Esta maquinaria todavía no se ha puesto en marcha en el caso catalán, pero no hay que descartar que lo haga si la situación se desboca para el gobierno español. El reino de España es hoy en día una pieza necesaria y estratégica para una Europa en crisis, en la que su peso específico en términos económicos y su docilidad en la aplicación de las políticas de austeridad y displicinamiento del Sur de Europa le convierten en un aliado fundamental para el proyecto ultraliberal europeo. Si fuera el caso, tal y como ha escrito Isidro López al analizar su papel como dictador de Europa, el BCE podría amenazar con cortar el proceso de compra de deuda de las instituciones catalanas -no así del propio Estado español o del resto de comunidades autónomas, claro-, con el objetivo de ahogarlas y doblegar el procés si este declara en firme la independencia en firme. Aunque, incluso, eso pudiera conllevar una crisis política y un problema para la estabilidad del euro.

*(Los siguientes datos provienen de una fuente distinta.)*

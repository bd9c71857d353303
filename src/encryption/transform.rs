//! The Lite and Deep element transforms and their payload-level composition.
//!
//! Every element is processed as an unsigned integer of its declared width
//! (floats through their bit pattern). With `k`, `s`, `m` and `r` the element
//! key, element salt, odd multiplier and rotation of one iteration:
//!
//! ```text
//! Lite:         x ^= k                              (self-inverse)
//! Deep encode:  x ^= k; x = rotl(x, r); x += s; x *= m
//! Deep decode:  x *= m⁻¹; x -= s; x = rotr(x, r); x ^= k
//! ```
//!
//! Layering: plaintext is Deep-encoded for each Deep iteration in order, then
//! Lite-encoded for each Lite iteration in order. Decoding mirrors this exactly:
//! Lite iterations in reverse, then Deep iterations in reverse.

use crate::{
    encryption::IterationKey,
    ir::{ScalarType, Value},
    utils::{rotate_left, rotate_right, width_mask},
    Result,
};

/// Applies one Lite iteration to element `index`; its own inverse.
#[must_use]
pub fn lite(key: &IterationKey, index: u64, bits: u32, value: u64) -> u64 {
    (value ^ key.element_key(index, bits)) & width_mask(bits)
}

/// Applies one Deep encode iteration to element `index`.
#[must_use]
pub fn deep_encode(key: &IterationKey, index: u64, bits: u32, value: u64) -> u64 {
    let mask = width_mask(bits);
    let mut x = (value ^ key.element_key(index, bits)) & mask;
    x = rotate_left(x, key.rotation(bits), bits);
    x = x.wrapping_add(key.element_salt(index, bits)) & mask;
    x.wrapping_mul(key.multiplier(bits)) & mask
}

/// Applies one Deep decode iteration to element `index`, undoing [`deep_encode`].
#[must_use]
pub fn deep_decode(key: &IterationKey, index: u64, bits: u32, value: u64) -> u64 {
    let mask = width_mask(bits);
    let mut x = (value & mask).wrapping_mul(key.inverse_multiplier(bits)) & mask;
    x = x.wrapping_sub(key.element_salt(index, bits)) & mask;
    x = rotate_right(x, key.rotation(bits), bits);
    (x ^ key.element_key(index, bits)) & mask
}

/// Encodes one element: all Deep iterations, then all Lite iterations.
#[must_use]
pub fn encode_element(
    lite_keys: &[IterationKey],
    deep_keys: &[IterationKey],
    index: u64,
    bits: u32,
    value: u64,
) -> u64 {
    let value = deep_keys
        .iter()
        .fold(value, |x, key| deep_encode(key, index, bits, x));
    lite_keys
        .iter()
        .fold(value, |x, key| lite(key, index, bits, x))
}

/// Decodes one element: Lite iterations in reverse, then Deep iterations in reverse.
#[must_use]
pub fn decode_element(
    lite_keys: &[IterationKey],
    deep_keys: &[IterationKey],
    index: u64,
    bits: u32,
    value: u64,
) -> u64 {
    let value = lite_keys
        .iter()
        .rev()
        .fold(value, |x, key| lite(key, index, bits, x));
    deep_keys
        .iter()
        .rev()
        .fold(value, |x, key| deep_decode(key, index, bits, x))
}

/// Encodes an element-packed little-endian payload.
///
/// # Errors
///
/// Returns [`crate::Error::Malformed`] if the payload is not a whole number of elements.
pub fn encode_payload(
    element: ScalarType,
    payload: &[u8],
    lite_keys: &[IterationKey],
    deep_keys: &[IterationKey],
) -> Result<Vec<u8>> {
    map_elements(element, payload, |index, bits, x| {
        encode_element(lite_keys, deep_keys, index, bits, x)
    })
}

/// Decodes a payload produced by [`encode_payload`] with the same keys.
///
/// # Errors
///
/// Returns [`crate::Error::Malformed`] if the payload is not a whole number of elements.
pub fn decode_payload(
    element: ScalarType,
    payload: &[u8],
    lite_keys: &[IterationKey],
    deep_keys: &[IterationKey],
) -> Result<Vec<u8>> {
    map_elements(element, payload, |index, bits, x| {
        decode_element(lite_keys, deep_keys, index, bits, x)
    })
}

fn map_elements<F>(element: ScalarType, payload: &[u8], transform: F) -> Result<Vec<u8>>
where
    F: Fn(u64, u32, u64) -> u64,
{
    let size = element.byte_size();
    if size == 0 || size > 8 || payload.len() % size != 0 {
        return Err(malformed_error!(
            "payload of {} bytes is not a sequence of {}",
            payload.len(),
            element
        ));
    }

    let int = element.as_int();
    let bits = int.bits();
    let mut output = Vec::with_capacity(payload.len());
    for (index, chunk) in payload.chunks(size).enumerate() {
        let value = Value::from_le_bytes(int, chunk)?;
        let transformed = Value::new(int, transform(index as u64, bits, value.bits()));
        output.extend_from_slice(&transformed.to_le_bytes());
    }
    Ok(output)
}

#[cfg(test)]
mod tests {
    use super::*;
    use crate::{config::Level, encryption::KeySchedule, ir::pack_values};

    fn keys(level: Level, count: u32) -> Vec<IterationKey> {
        KeySchedule::new(42, "unit.c").derive_level("x", level, count)
    }

    #[test]
    fn test_lite_is_self_inverse() {
        let key = keys(Level::Lite, 1)[0];
        for bits in [8, 16, 32, 64] {
            for value in [0, 1, width_mask(bits), 0x5A5A_5A5A_5A5A_5A5A & width_mask(bits)] {
                let encoded = lite(&key, 3, bits, value);
                assert_eq!(lite(&key, 3, bits, encoded), value);
            }
        }
    }

    #[test]
    fn test_deep_is_not_self_inverse() {
        let key = keys(Level::Deep, 1)[0];
        let value = 0x1234_5678;
        let encoded = deep_encode(&key, 0, 32, value);
        assert_ne!(deep_encode(&key, 0, 32, encoded), value);
        assert_eq!(deep_decode(&key, 0, 32, encoded), value);
    }

    #[test]
    fn test_element_round_trip_exhaustive_8bit() {
        let lite_keys = keys(Level::Lite, 2);
        let deep_keys = keys(Level::Deep, 3);
        for index in 0..4u64 {
            for value in 0..=0xFFu64 {
                let encoded = encode_element(&lite_keys, &deep_keys, index, 8, value);
                assert!(encoded <= 0xFF);
                assert_eq!(decode_element(&lite_keys, &deep_keys, index, 8, encoded), value);
            }
        }
    }

    #[test]
    fn test_deep_is_a_permutation_8bit() {
        let key = keys(Level::Deep, 1)[0];
        let mut seen = [false; 256];
        for value in 0..=0xFFu64 {
            let encoded = deep_encode(&key, 0, 8, value) as usize;
            assert!(!seen[encoded]);
            seen[encoded] = true;
        }
    }

    #[test]
    fn test_layering_order_matters() {
        let lite_keys = keys(Level::Lite, 1);
        let deep_keys = keys(Level::Deep, 1);
        let value = 0xDEAD_BEEF;
        let encoded = encode_element(&lite_keys, &deep_keys, 0, 32, value);

        // Decoding Deep before Lite does not reproduce the plaintext.
        let wrong = lite(
            &lite_keys[0],
            0,
            32,
            deep_decode(&deep_keys[0], 0, 32, encoded),
        );
        assert_ne!(wrong, value);
        assert_eq!(decode_element(&lite_keys, &deep_keys, 0, 32, encoded), value);
    }

    #[test]
    fn test_payload_round_trip_and_size() -> Result<()> {
        let plain = pack_values(&[Value::f32(1.25), Value::f32(-0.0), Value::f32(f32::MAX)]);
        let lite_keys = keys(Level::Lite, 4);
        let deep_keys = keys(Level::Deep, 2);

        let cipher = encode_payload(ScalarType::F32, &plain, &lite_keys, &deep_keys)?;
        assert_eq!(cipher.len(), plain.len());
        assert_ne!(cipher, plain);
        assert_eq!(
            decode_payload(ScalarType::F32, &cipher, &lite_keys, &deep_keys)?,
            plain
        );
        Ok(())
    }

    #[test]
    fn test_equal_elements_differ() -> Result<()> {
        let plain = pack_values(&[Value::i32(0x10); 4]);
        let cipher = encode_payload(ScalarType::I32, &plain, &keys(Level::Lite, 1), &[])?;
        let chunks: Vec<_> = cipher.chunks(4).collect();
        assert_ne!(chunks[0], chunks[1]);
        assert_ne!(chunks[1], chunks[2]);
        Ok(())
    }

    #[test]
    fn test_ragged_payload_rejected() {
        assert!(encode_payload(ScalarType::I32, &[1, 2, 3], &[], &[]).is_err());
        assert!(encode_payload(ScalarType::Int(128), &[0; 16], &[], &[]).is_err());
    }
}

Por el momento, con esta estrategia como comodín para ser utilizado en caso de ser necesario, se insiste en presentar ciertas decisiones empresariales muy simbólicas como argumento político, frente a la posibilidad de que el pueblo catalán en su conjunto pueda decidir sobre su presente y futuro. Por encima del mandato popular se sitúa la amenaza de Abertis, una empresa que ha generado un importante agujero al erario público con sus autopistas que se sabían deficitarias. O la de Gas Natural, una de las compañías eléctricas que más denuncias ha recibido por los abusos cometidos con sus actividades en América Latina y el Caribe, además de ser responsable directa del avance de la pobreza energética en el Estado español. Y qué decir de la amenaza de grandes entidades financieras como Sabadell y Caixabank, actor central del sector que más ayudas ha recibido tras la crisis y que más se ha lucrado en las últimas décadas a costa del bienestar de las mayorías sociales.

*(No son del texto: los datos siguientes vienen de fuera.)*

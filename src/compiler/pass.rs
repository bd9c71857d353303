//! The trait implemented by every pipeline pass.

use crate::{compiler::CompilerContext, ir::Module, Result};

/// A transformation over one compilation unit.
///
/// Passes are stateless between units and must be thread-safe (Send + Sync) so
/// one pipeline can be shared by the workers processing units in parallel.
/// State produced for later passes goes into the [`CompilerContext`].
///
/// # Pipeline Integration
///
/// Passes don't declare their own ordering. The [`PassScheduler`](crate::compiler::PassScheduler)
/// runs them in registration order, which for the default pipeline is:
///
/// 1. **Promotion**: constant locals to module scope
/// 2. **Filter**: select the globals to protect and their levels
/// 3. **Encryption**: derive keys and produce ciphertext
/// 4. **Rewrite**: commit ciphertext and decode sequences
pub trait ModulePass: Send + Sync {
    /// Unique name for logging and debugging.
    fn name(&self) -> &'static str;

    /// Should this pass run for the unit at all?
    ///
    /// Called before [`run`](Self::run). Skipped passes record no events.
    fn should_run(&self, _ctx: &CompilerContext) -> bool {
        true
    }

    /// Runs the pass over the unit.
    ///
    /// Returns `true` if anything changed. Events should be recorded directly to
    /// `ctx.events`.
    ///
    /// # Errors
    ///
    /// Returns an error if the unit cannot be transformed consistently; the
    /// engine then discards the unit's working copy.
    fn run(&self, module: &mut Module, ctx: &mut CompilerContext) -> Result<bool>;

    /// Called once before [`run`](Self::run).
    ///
    /// # Errors
    ///
    /// Returns an error if initialization fails.
    fn initialize(&mut self, _ctx: &CompilerContext) -> Result<()> {
        Ok(())
    }

    /// Called once after [`run`](Self::run) succeeded.
    ///
    /// # Errors
    ///
    /// Returns an error if finalization fails.
    fn finalize(&mut self, _ctx: &CompilerContext) -> Result<()> {
        Ok(())
    }

    /// Get a description of what this pass does.
    fn description(&self) -> &'static str {
        "No description available"
    }
}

Una vez más, el debate político sobre la soberanía y el legítimo derecho a decidir se ve amputado y tergiversado por falsedades notorias y amenazas corporativas. Y al igual que el caso de Grecia, las actuales presiones económico-financieras a Catalunya son el espejo en el que se pueden mirar las administraciones locales y «ayuntamientos del cambio» que vayan a tratar de avanzar en proyectos emancipadores y de transformación real de las estructuras de poder. Pero no son las grandes empresas quienes precisamente están en disposición de dar lecciones y copar espacios democráticos, cuando sus operaciones están vinculadas desde la raíz a lógicas corruptas y excluyentes. La democracia no empieza allí donde acaban los negocios, sino que estos deben sujetarse siempre y en todo caso al mandato popular, sin birlar debates necesarios y sin amedrentar por múltiples vías a la población. Afianzar la ciudadanía corporativa o desbordar la democracia, esa es la cuestión.